YOUR TASK: What do the lines from the top of the data through the line with "#[derive(Debug, Clone, Copy, PartialEq, Eq)]" say? Quote them exactly and include both ends.

(Items from a dataset)
◆ ◆ ◆ ◆ ◆

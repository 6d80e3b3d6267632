use super::wait::{self, WaitOutcome};
use crate::Result;
use crate::dom::{Page, Selector};
use crate::timing::{Timing, pause};
use std::time::{Duration, Instant};

/// How an accordion ended up open
#[derive(Debug, Clone, Copy, PartialEq, Eq)]
pub enum OpenSignal {
    /// Expanded and visible before we touched it
    AlreadyOpen,
    RegionShown,
    ButtonExpanded,
    TimedOut,
    /// Clicked, but there is no region to watch
    NoRegion,
    /// Nothing to click; the section is scanned as is
    NoButton,
}

impl OpenSignal {
    pub fn clicked(self) -> bool {
        !matches!(self, OpenSignal::AlreadyOpen | OpenSignal::NoButton)
    }
}

/// A section ready for scanning
#[derive(Debug, Clone)]
pub struct OpenedSection<N> {
    /// Content region if one was found, otherwise the section root
    pub root: N,
    pub signal: OpenSignal,
    pub elapsed: Duration,
}

/// Expand a collapsible section and wait for its content.
///
/// Returns without clicking or waiting when the section is already expanded
/// and its region visible.
pub async fn open<P>(page: &P, section: &P::Node, timing: &Timing) -> Result<OpenedSection<P::Node>>
where
    P: Page + ?Sized,
{
    let started = Instant::now();
    let button = page
        .query_first(Some(section), &Selector::accordion_button())
        .await?;
    let region = find_region(page, section, button.as_ref()).await?;

    let root = || region.clone().unwrap_or_else(|| section.clone());
    let Some(button) = button else {
        return Ok(OpenedSection {
            root: root(),
            signal: OpenSignal::NoButton,
            elapsed: started.elapsed(),
        });
    };

    let expanded = page.read(&button).await?.is_expanded();
    let visible = match &region {
        Some(region) => !page.read(region).await?.hidden,
        None => true,
    };
    if expanded && visible {
        return Ok(OpenedSection {
            root: root(),
            signal: OpenSignal::AlreadyOpen,
            elapsed: started.elapsed(),
        });
    }

    page.activate(&button).await?;

    let signal = match &region {
        Some(region) => {
            let button = &button;
            let outcome = wait::until(timing.accordion, timing.poll, move || {
                open_signal(page, button, region)
            })
            .await;
            match outcome {
                WaitOutcome::Observed(signal) => signal,
                WaitOutcome::TimedOut => OpenSignal::TimedOut,
            }
        }
        None => {
            pause(timing.no_region).await;
            OpenSignal::NoRegion
        }
    };

    if signal == OpenSignal::TimedOut {
        tracing::debug!("Accordion did not report open within {:?}", timing.accordion);
    }
    pause(timing.content_settle).await;

    Ok(OpenedSection {
        root: root(),
        signal,
        elapsed: started.elapsed(),
    })
}

async fn find_region<P>(
    page: &P,
    section: &P::Node,
    button: Option<&P::Node>,
) -> Result<Option<P::Node>>
where
    P: Page + ?Sized,
{
    if let Some(button) = button {
        let controls = page.read(button).await?.aria_controls;
        if let Some(id) = controls.as_deref().filter(|id| !id.is_empty()) {
            if let Some(region) = page.by_id(id).await? {
                return Ok(Some(region));
            }
        }
    }
    page.query_first(Some(section), &Selector::region()).await
}

async fn open_signal<P>(page: &P, button: &P::Node, region: &P::Node) -> Option<OpenSignal>
where
    P: Page + ?Sized,
{
    match page.read(region).await {
        Ok(state) if !state.hidden => return Some(OpenSignal::RegionShown),
        Ok(_) => {}
        Err(e) => tracing::debug!("Region read failed while waiting: {}", e),
    }
    match page.read(button).await {
        Ok(state) if state.is_expanded() => Some(OpenSignal::ButtonExpanded),
        Ok(_) => None,
        Err(e) => {
            tracing::debug!("Button read failed while waiting: {}", e);
            None
        }
    }
}

#[cfg(test)]
mod tests {
    use super::*;
    use crate::dom::{MemoryPage, NodeSpec};

    async fn open_section(page: &MemoryPage, id: &str) -> OpenedSection<crate::dom::MemoryNode> {
        let section = page.by_id(id).await.unwrap().unwrap();
        open(page, &section, &Timing::instant()).await.unwrap()
    }

    #[tokio::test]
    async fn test_collapsed_section_is_opened() {
        let page =
            MemoryPage::new(NodeSpec::accordion("skills", false, [NodeSpec::checkbox("a", true)]));
        let opened = open_section(&page, "skills").await;

        assert_eq!(opened.signal, OpenSignal::RegionShown);
        assert_eq!(page.read(&opened.root).await.unwrap().id.as_deref(), Some("skills-region"));
        assert_eq!(page.total_activations().await, 1);
    }

    #[tokio::test]
    async fn test_open_section_is_not_clicked() {
        let page =
            MemoryPage::new(NodeSpec::accordion("skills", true, [NodeSpec::checkbox("a", true)]));
        let opened = open_section(&page, "skills").await;

        assert_eq!(opened.signal, OpenSignal::AlreadyOpen);
        assert!(!opened.signal.clicked());
        assert_eq!(page.total_activations().await, 0);
    }

    #[tokio::test]
    async fn test_expanded_button_with_hidden_region_is_clicked() {
        let page = MemoryPage::new(
            NodeSpec::element("section")
                .id("skills")
                .child(
                    NodeSpec::element("h3").child(
                        NodeSpec::element("button")
                            .attr("aria-controls", "skills-region")
                            .attr("aria-expanded", "true"),
                    ),
                )
                .child(NodeSpec::element("div").id("skills-region").attr("hidden", "")),
        );
        let opened = open_section(&page, "skills").await;
        assert!(opened.signal.clicked());
    }

    #[tokio::test]
    async fn test_unresponsive_button_times_out() {
        let page = MemoryPage::new(
            NodeSpec::element("section")
                .id("skills")
                .child(
                    NodeSpec::element("h3").child(
                        NodeSpec::element("button")
                            .attr("aria-controls", "skills-region")
                            .attr("aria-expanded", "false")
                            .inert(),
                    ),
                )
                .child(
                    NodeSpec::element("div")
                        .id("skills-region")
                        .attr("role", "region")
                        .attr("hidden", ""),
                ),
        );
        let section = page.by_id("skills").await.unwrap().unwrap();
        let timing = Timing {
            accordion: Duration::from_millis(10),
            ..Timing::instant()
        };
        let opened = open(&page, &section, &timing).await.unwrap();
        assert_eq!(opened.signal, OpenSignal::TimedOut);
        assert_eq!(page.read(&opened.root).await.unwrap().id.as_deref(), Some("skills-region"));
    }

    #[tokio::test]
    async fn test_section_without_button_returns_root() {
        let page = MemoryPage::new(
            NodeSpec::element("section")
                .id("tools")
                .child(NodeSpec::checkbox("a", true)),
        );
        let opened = open_section(&page, "tools").await;
        assert_eq!(opened.signal, OpenSignal::NoButton);
        assert_eq!(page.read(&opened.root).await.unwrap().id.as_deref(), Some("tools"));
    }

    #[tokio::test]
    async fn test_button_without_region() {
        let page = MemoryPage::new(
            NodeSpec::element("section").id("tools").child(
                NodeSpec::element("h3").child(
                    NodeSpec::element("button")
                        .attr("aria-controls", "missing")
                        .attr("aria-expanded", "false"),
                ),
            ),
        );
        let opened = open_section(&page, "tools").await;
        assert_eq!(opened.signal, OpenSignal::NoRegion);
        assert_eq!(page.read(&opened.root).await.unwrap().id.as_deref(), Some("tools"));
    }
}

◆ ◆ ◆ ◆ ◆

SOLVED PROBLEM:
repository 6d80e3b3d6267632
use super::wait::{self, WaitOutcome};
use crate::Result;
use crate::dom::{Page, Selector};
use crate::timing::{Timing, pause};
use std::time::{Duration, Instant};

/// How an accordion ended up open
#[derive(Debug, Clone, Copy, PartialEq, Eq)]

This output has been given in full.